Let's not oversimplify, here. A previous poster made a good point when he pointed out that, as a minor, the patient's parents have some legal standing here, too. I assume that, since the pt has already started transitioning, that his parents are at least somewhat supportive, but that's by no means a given. The goal is to provide care in a way that lets the pt feel emotionally safe, the parents are reasonably comfortable and staff are protected from unfounded accusations. Asking the patient what he prefers is a good starting point, but isn't the end of the discussion. Since the pt is in a short-term ED holding pattern, the safest most efficient solution seems to be 2 staff or staff plus a family member.
Strange how most posters assume the parents are involved in this child's life.
Where as, as a former police officer in NY, I naturally assume the transitioning, dirty (ie needs a shower), psych hold minor is most likely a run away and will refuse to tell the staff how to contact next of kin. Because in NY we saw this all the time.
Strange how most posters assume the parents are involved in this child's life.Where as, as a former police officer in NY, I naturally assume the transitioning, dirty (ie needs a shower), psych hold minor is most likely a run away and will refuse to tell the staff how to contact next of kin. Because in NY we saw this all the time.
Good point! And if that is the case then you have a whole other set of problems, who is the legal guardian, find the parents, court appointed, what is the psych condition, can the patient make own decisions r/t psych issue, etc etc, ...just let him take a bed bath until transferred to psych where they hopefully are equipped to deal with this.
I think I'm going to with asking his mom to come along. She does support him and sometimes visits. He comes frequently for self mutilation and it's pitful actually. So I also agree that we may need to be extra careful even when we let him shower with the door closed. Lots of good points brought out here! thanks everyone
Send a male security escort. "He" wants to be treated like a male, so treat him like a male. End of discussion.

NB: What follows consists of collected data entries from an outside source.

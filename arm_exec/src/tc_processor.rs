//! # Telecommand execution
//!
//! The telecommand processor executes TCs coming from any source, mutating
//! the datastore and returning the response to hand back to that source.

// ---------------------------------------------------------------------------
// IMPORTS
// ---------------------------------------------------------------------------

// External
use log::{debug, warn};

// Internal
use arm_lib::data_store::{DataStore, SafeModeCause};
use arm_lib::speed_limits::PtpCartesianLimits;
use comms_if::tc::{speed_limits::SpeedLimitsCmd, Tc, TcResponse};
use util::session;

// ---------------------------------------------------------------------------
// PUBLIC FUNCTIONS
// ---------------------------------------------------------------------------

/// Execute a single telecommand against the data store.
pub(crate) fn exec(ds: &mut DataStore, tc: &Tc) -> TcResponse {
    match tc {
        Tc::MakeSafe => {
            debug!("Received MakeSafe command");
            ds.make_safe(SafeModeCause::MakeSafeTc);
            TcResponse::Ok
        }
        Tc::MakeUnsafe => {
            debug!("Received MakeUnsafe command");
            match ds.make_unsafe(SafeModeCause::MakeSafeTc) {
                Ok(()) => TcResponse::Ok,
                Err(()) => {
                    warn!("Cannot leave safe mode, another safe mode cause is active");
                    TcResponse::CannotExecute
                }
            }
        }
        Tc::SpeedLimits(cmd) => exec_speed_limits(ds, cmd),
        Tc::Motion(cmd) => {
            // Motion is refused while safe no matter which source sent it.
            // Limits reconfiguration stays available in safe mode.
            if ds.safe {
                warn!("Motion command refused while in safe mode");
                return TcResponse::CannotExecute;
            }

            if cmd.is_valid() {
                ds.motion_mgr_input.cmd = Some(cmd.clone());
                TcResponse::Ok
            } else {
                warn!("Received an invalid motion command: {:#?}", cmd);
                TcResponse::Invalid
            }
        }
    }
}

// ---------------------------------------------------------------------------
// PRIVATE FUNCTIONS
// ---------------------------------------------------------------------------

/// Execute a speed limits reconfiguration command.
fn exec_speed_limits(ds: &mut DataStore, cmd: &SpeedLimitsCmd) -> TcResponse {
    if !cmd.is_valid() {
        warn!("Received an invalid speed limits command: {:#?}", cmd);
        return TcResponse::Invalid;
    }

    match *cmd {
        SpeedLimitsCmd::SetJointServo {
            relative_velocity,
            relative_acceleration,
            acceleration_override,
        } => {
            ds.speed_limits.set_joint_servo_limits(
                relative_velocity,
                relative_acceleration,
                acceleration_override,
            );
        }
        SpeedLimitsCmd::SetPtpJoint {
            relative_velocity,
            relative_acceleration,
        } => {
            ds.speed_limits
                .set_ptp_joint_limits(relative_velocity, relative_acceleration);
        }
        SpeedLimitsCmd::SetPtpCartesian {
            cart_velocity_ms,
            orientation_velocity_rads,
            cart_acceleration_ms2,
            orientation_acceleration_rads2,
            cart_jerk_ms3,
            orientation_jerk_rads3,
        } => {
            ds.speed_limits.set_ptp_cartesian_limits(PtpCartesianLimits {
                cart_velocity_ms,
                orientation_velocity_rads,
                cart_acceleration_ms2,
                orientation_acceleration_rads2,
                cart_jerk_ms3,
                orientation_jerk_rads3,
            });
        }
        SpeedLimitsCmd::SetCartesianServo {
            trans_velocity_ms,
            rot_velocity_rads,
        } => {
            ds.speed_limits
                .set_cartesian_servo_limits(trans_velocity_ms, rot_velocity_rads);
        }
        SpeedLimitsCmd::SetOverrideReduction { factor } => {
            ds.speed_limits.set_override_reduction(factor);
        }
    }

    // Record the new configuration in the session
    session::save_with_timestamp("speed_limits/config.json", ds.speed_limits.snapshot());

    TcResponse::Ok
}

// ---------------------------------------------------------------------------
// TESTS
// ---------------------------------------------------------------------------

#[cfg(test)]
mod test {
    use super::*;
    use comms_if::tc::{motion::MotionCmd, Vector3};
    use comms_if::eqpt::motion::NUM_JOINTS;

    #[test]
    fn test_make_safe_and_unsafe() {
        let mut ds = DataStore::default();

        assert_eq!(exec(&mut ds, &Tc::MakeSafe), TcResponse::Ok);
        assert!(ds.safe);

        assert_eq!(exec(&mut ds, &Tc::MakeUnsafe), TcResponse::Ok);
        assert!(!ds.safe);
    }

    #[test]
    fn test_make_unsafe_blocked_by_other_cause() {
        let mut ds = DataStore::default();
        ds.make_safe(SafeModeCause::MotionClientNotConnected);

        // The TC can only clear safe mode entered by the MakeSafe TC
        assert_eq!(exec(&mut ds, &Tc::MakeUnsafe), TcResponse::CannotExecute);
        assert!(ds.safe);
    }

    #[test]
    fn test_set_limits_updates_store() {
        let mut ds = DataStore::default();

        let tc = Tc::SpeedLimits(SpeedLimitsCmd::SetJointServo {
            relative_velocity: 0.5,
            relative_acceleration: 0.25,
            acceleration_override: 2.0,
        });

        assert_eq!(exec(&mut ds, &tc), TcResponse::Ok);

        let js = ds.speed_limits.joint_servo();
        assert_eq!(js.relative_velocity, 0.5);
        assert_eq!(js.relative_acceleration, 0.25);
        assert_eq!(js.acceleration_override, 2.0);
    }

    #[test]
    fn test_invalid_limits_leave_store_unchanged() {
        let mut ds = DataStore::default();
        let before = ds.speed_limits.snapshot();

        let tc = Tc::SpeedLimits(SpeedLimitsCmd::SetPtpJoint {
            relative_velocity: f64::NAN,
            relative_acceleration: 0.5,
        });

        assert_eq!(exec(&mut ds, &tc), TcResponse::Invalid);
        assert_eq!(ds.speed_limits.snapshot(), before);
    }

    #[test]
    fn test_excessive_relative_factor_rejected() {
        let mut ds = DataStore::default();

        let tc = Tc::SpeedLimits(SpeedLimitsCmd::SetPtpJoint {
            relative_velocity: 11.0,
            relative_acceleration: 0.5,
        });
        assert_eq!(exec(&mut ds, &tc), TcResponse::Invalid);

        // Exactly at the documented bound is accepted
        let tc = Tc::SpeedLimits(SpeedLimitsCmd::SetPtpJoint {
            relative_velocity: 10.0,
            relative_acceleration: 0.5,
        });
        assert_eq!(exec(&mut ds, &tc), TcResponse::Ok);
    }

    #[test]
    fn test_motion_cmd_forwarded() {
        let mut ds = DataStore::default();

        let tc = Tc::Motion(MotionCmd::PtpJoint {
            target_pos_rad: vec![0.1; NUM_JOINTS],
        });

        assert_eq!(exec(&mut ds, &tc), TcResponse::Ok);
        assert!(ds.motion_mgr_input.cmd.is_some());
    }

    #[test]
    fn test_invalid_motion_rejected() {
        let mut ds = DataStore::default();

        let tc = Tc::Motion(MotionCmd::PtpJoint {
            target_pos_rad: vec![0.1; 3],
        });

        assert_eq!(exec(&mut ds, &tc), TcResponse::Invalid);
        assert!(ds.motion_mgr_input.cmd.is_none());
    }

    #[test]
    fn test_make_safe_drops_pending_motion() {
        use util::module::State;

        let mut ds = DataStore::default();

        // A motion TC and a MakeSafe can arrive in the same cycle's drain.
        // The pending command must not survive into motion manager
        // processing, or one demand would still go out while safe.
        let tc = Tc::Motion(MotionCmd::PtpJoint {
            target_pos_rad: vec![0.1; NUM_JOINTS],
        });
        assert_eq!(exec(&mut ds, &tc), TcResponse::Ok);
        assert!(ds.motion_mgr_input.cmd.is_some());

        assert_eq!(exec(&mut ds, &Tc::MakeSafe), TcResponse::Ok);
        assert!(ds.motion_mgr_input.cmd.is_none());

        let (out, _) = ds.motion_mgr.proc(&ds.motion_mgr_input).unwrap();
        assert!(out.dems.is_none());
    }

    #[test]
    fn test_motion_refused_while_safe() {
        let mut ds = DataStore::default();
        ds.make_safe(SafeModeCause::MakeSafeTc);

        let tc = Tc::Motion(MotionCmd::PtpJoint {
            target_pos_rad: vec![0.1; NUM_JOINTS],
        });
        assert_eq!(exec(&mut ds, &tc), TcResponse::CannotExecute);
        assert!(ds.motion_mgr_input.cmd.is_none());

        // Limits may still be reconfigured while safe
        let tc = Tc::SpeedLimits(SpeedLimitsCmd::SetCartesianServo {
            trans_velocity_ms: Vector3::new(0.5, 0.5, 0.5),
            rot_velocity_rads: Vector3::new(0.2, 0.2, 0.2),
        });
        assert_eq!(exec(&mut ds, &tc), TcResponse::Ok);
    }
}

This is a relatively good answer. But without the quotations around "He".
Really though, is there a reason why staff can't just ask what gender he would prefer to be escorted by?
Ultimately, I suspect that one of the most important qualities in the person assigned to this young psychiatric patient's care, is not thinking of him as a "he" in quotation marks.
Kooky Korky, BSN, RN
5,216 Posts
I tend to see it your way. But I would want to have inquired of the pt for his preference, although asking would possibly have gotten me in trouble for asking.